Depuis combien de temps dormait-il? Il n'aurait su le dire, lorsqu'un léger bruit qu'il entendit non loin de lui lui fit subitement ouvrir les yeux. De même que tous les hommes habitués à la vie active et périlleuse du désert, où il faut constamment se tenir sur ses gardes, le chasseur avait acquis une telle finesse de sens que, si grande que fut la lassitude qui l'accablait, chez lui le sentiment de sa sûreté veillait toujours et que son sommeil était, lorsqu'il se savait dans une situation périlleuse, aussi et peut-être plus léger que celui d'un enfant. Bon-Affût, à peine réveillé, regarda autour de lui, tout en se gardant bien de faire le moindre mouvement qui indiquât que son sommeil fût interrompu. Il ne put rien voir, la nuit durait toujours, et de plus la lampe était éteinte. Il comprit que quelqu'un s'était introduit dans le temple et qu'il était épié. Mais qui avait osé franchir le seuil sacré? Deux sortes de gens pouvaient seules se hasarder à le faire. Un ami ou un ennemi. Des amis, il n'en avait qu'un dans la ville, l'Aigle-Volant; il était évident que le guerrier, s'il avait voulu pénétrer jusqu'à lui, serait venu franchement, et non pas en se cachant, manière de procéder qui aurait pu lui attirer une balle dans la tête. C'était donc un ennemi. Mais lequel? Ceux qu'il aurait pu soupçonner, c'est-à-dire Addick ou le Loup-Rouge ne le connaissait pas, et puis ils ne l'auraient pas découvert sous son déguisement, puisqu'il avait trompé des yeux aussi clairvoyants que les leurs; du reste, dans tout le cours de la journée, il ne s'était pas une fois rencontré face à face avec les deux chefs; ce ne pouvait donc pas être eux. Mais qui était-ce alors? Voilà ce que, malgré toute sa finesse, le chasseur ne pouvait deviner. Dans le doute, et pour n'être pas pris au dépourvu, par un mouvement presque imperceptible, il allongea ses bras jusqu'à ce que ses mains atteignissent ses pistolets, les saisit, et, la tête droite, les yeux bien ouverts, l'oreille tendue à tous les bruits, il se prépara à faire bravement face à l'ennemi, quel qu'il fût, qui allait se présenter.

Cependant le bruit qui l'avait éveillé ne se renouvelait pas, tout demeurait calme et silencieux.
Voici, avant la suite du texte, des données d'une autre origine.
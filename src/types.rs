//! Core types used throughout the oracle core
//!
//! Defines identities, epoch ids, amounts and the per-tick execution context.

use serde::{Deserialize, Serialize};
use std::fmt;

use crate::error::MeterExceeded;

/// Index of an asset in the oracle's asset registry
pub type AssetIndex = u32;

/// Identifier of a price epoch (derived from time, never stored)
pub type PriceEpochId = u64;

/// Identifier of a reward epoch (monotonic counter)
pub type RewardEpochId = u64;

/// An asset price in the oracle's integer base units
pub type Price = u128;

/// A native-fund amount in base units
pub type Amount = u128;

/// Opaque 20-byte participant identity
///
/// Used for voters, governance and the privileged trigger caller.
#[derive(
    Debug, Clone, Copy, PartialEq, Eq, Hash, PartialOrd, Ord, Serialize, Deserialize, Default,
)]
pub struct VoterId([u8; 20]);

impl VoterId {
    pub fn new(bytes: [u8; 20]) -> Self {
        Self(bytes)
    }

    /// Parse from a hex string, with or without a leading "0x"
    pub fn from_hex(s: &str) -> Result<Self, hex::FromHexError> {
        let s = s.strip_prefix("0x").unwrap_or(s);
        let raw = hex::decode(s)?;
        if raw.len() != 20 {
            return Err(hex::FromHexError::InvalidStringLength);
        }
        let mut bytes = [0u8; 20];
        bytes.copy_from_slice(&raw);
        Ok(Self(bytes))
    }

    pub fn as_bytes(&self) -> &[u8; 20] {
        &self.0
    }

    /// Deterministic identity for tests and simulation (last byte = n)
    pub fn test_id(n: u8) -> Self {
        let mut bytes = [0u8; 20];
        bytes[19] = n;
        Self(bytes)
    }
}

impl fmt::Display for VoterId {
    fn fmt(&self, f: &mut fmt::Formatter<'_>) -> fmt::Result {
        write!(f, "0x{}", hex::encode(self.0))
    }
}

/// Explicit per-component resource budget for one tick
///
/// Driven logic charges the meter as it works; crossing the limit aborts the
/// component for this tick and sends it into holdoff. A limit of 0 is
/// replaced by the scheduler's default global ceiling before the call.
#[derive(Debug, Clone)]
pub struct Meter {
    limit: u64,
    used: u64,
}

impl Meter {
    pub fn new(limit: u64) -> Self {
        Self { limit, used: 0 }
    }

    /// Charge `cost` units against the budget
    pub fn charge(&mut self, cost: u64) -> Result<(), MeterExceeded> {
        self.used = self.used.saturating_add(cost);
        if self.used > self.limit {
            return Err(MeterExceeded);
        }
        Ok(())
    }

    pub fn used(&self) -> u64 {
        self.used
    }

    pub fn limit(&self) -> u64 {
        self.limit
    }

    pub fn remaining(&self) -> u64 {
        self.limit.saturating_sub(self.used)
    }
}

/// Execution context handed to every driven component on each tick
#[derive(Debug)]
pub struct TickContext {
    /// Monotonic tick number assigned by the external driver
    pub tick: u64,
    /// Unix timestamp (seconds) of this tick
    pub timestamp: i64,
    /// Externally supplied block height for stake snapshots
    pub block: u64,
    /// Resource budget for this component's work in this tick
    pub meter: Meter,
}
En vain le chasseur cherchait à voir une ombre, si légère qu'elle fût, un bruit presque imperceptible; rien ne troublait la majesté du sanctuaire.

Cependant, Bon-Affût ne s'était pas trompé, il avait distinctement entendu un pas frôler timidement les dalles du temple. Il faut s'être, une fois dans sa vie, rencontré dans une position identique à celle dans laquelle se trouvait le chasseur pour bien en comprendre les angoisses et les terreurs. Sentir près de soi, à deux pas peut-être, un ennemi qui vous guette, dont l'œil féroce est implacablement fixé sur vous; savoir qu'il est là, le deviner par cette espèce d'intuition que Dieu a donnée à l'homme pour prévoir un danger, et n'oser bouger, craindre de faire le moindre mouvement qui l'avertisse que vous l'attendez; cette position, comparée à celle de l'oiseau fasciné par le reptile, est des plus cruelles et, en quelques minutes, devient un supplice tellement intolérable que la mort même lui est préférable.

Certes, Bon-Affût était un homme d'un courage à toute épreuve: l'entreprise qu'il tentait en ce moment démontrait chez lui une témérité, je ne dirai pas poussée jusqu'à la mort, ce qui ne serait rien, mais jusqu'au mépris de ces tortures atroces que les peaux-rouges sont si ingénieux à inventer et à varier pour faire palpiter les chairs de leurs victimes et extraire pour ainsi dire la vie goutte à goutte de leur corps en lambeaux. Eh bien, après un quart d'heure de l'attente terrible dans laquelle il se tenait, il se sentit frissonner malgré lui, ses cheveux se dressèrent sur son crâne, et une sueur froide perla ses tempes.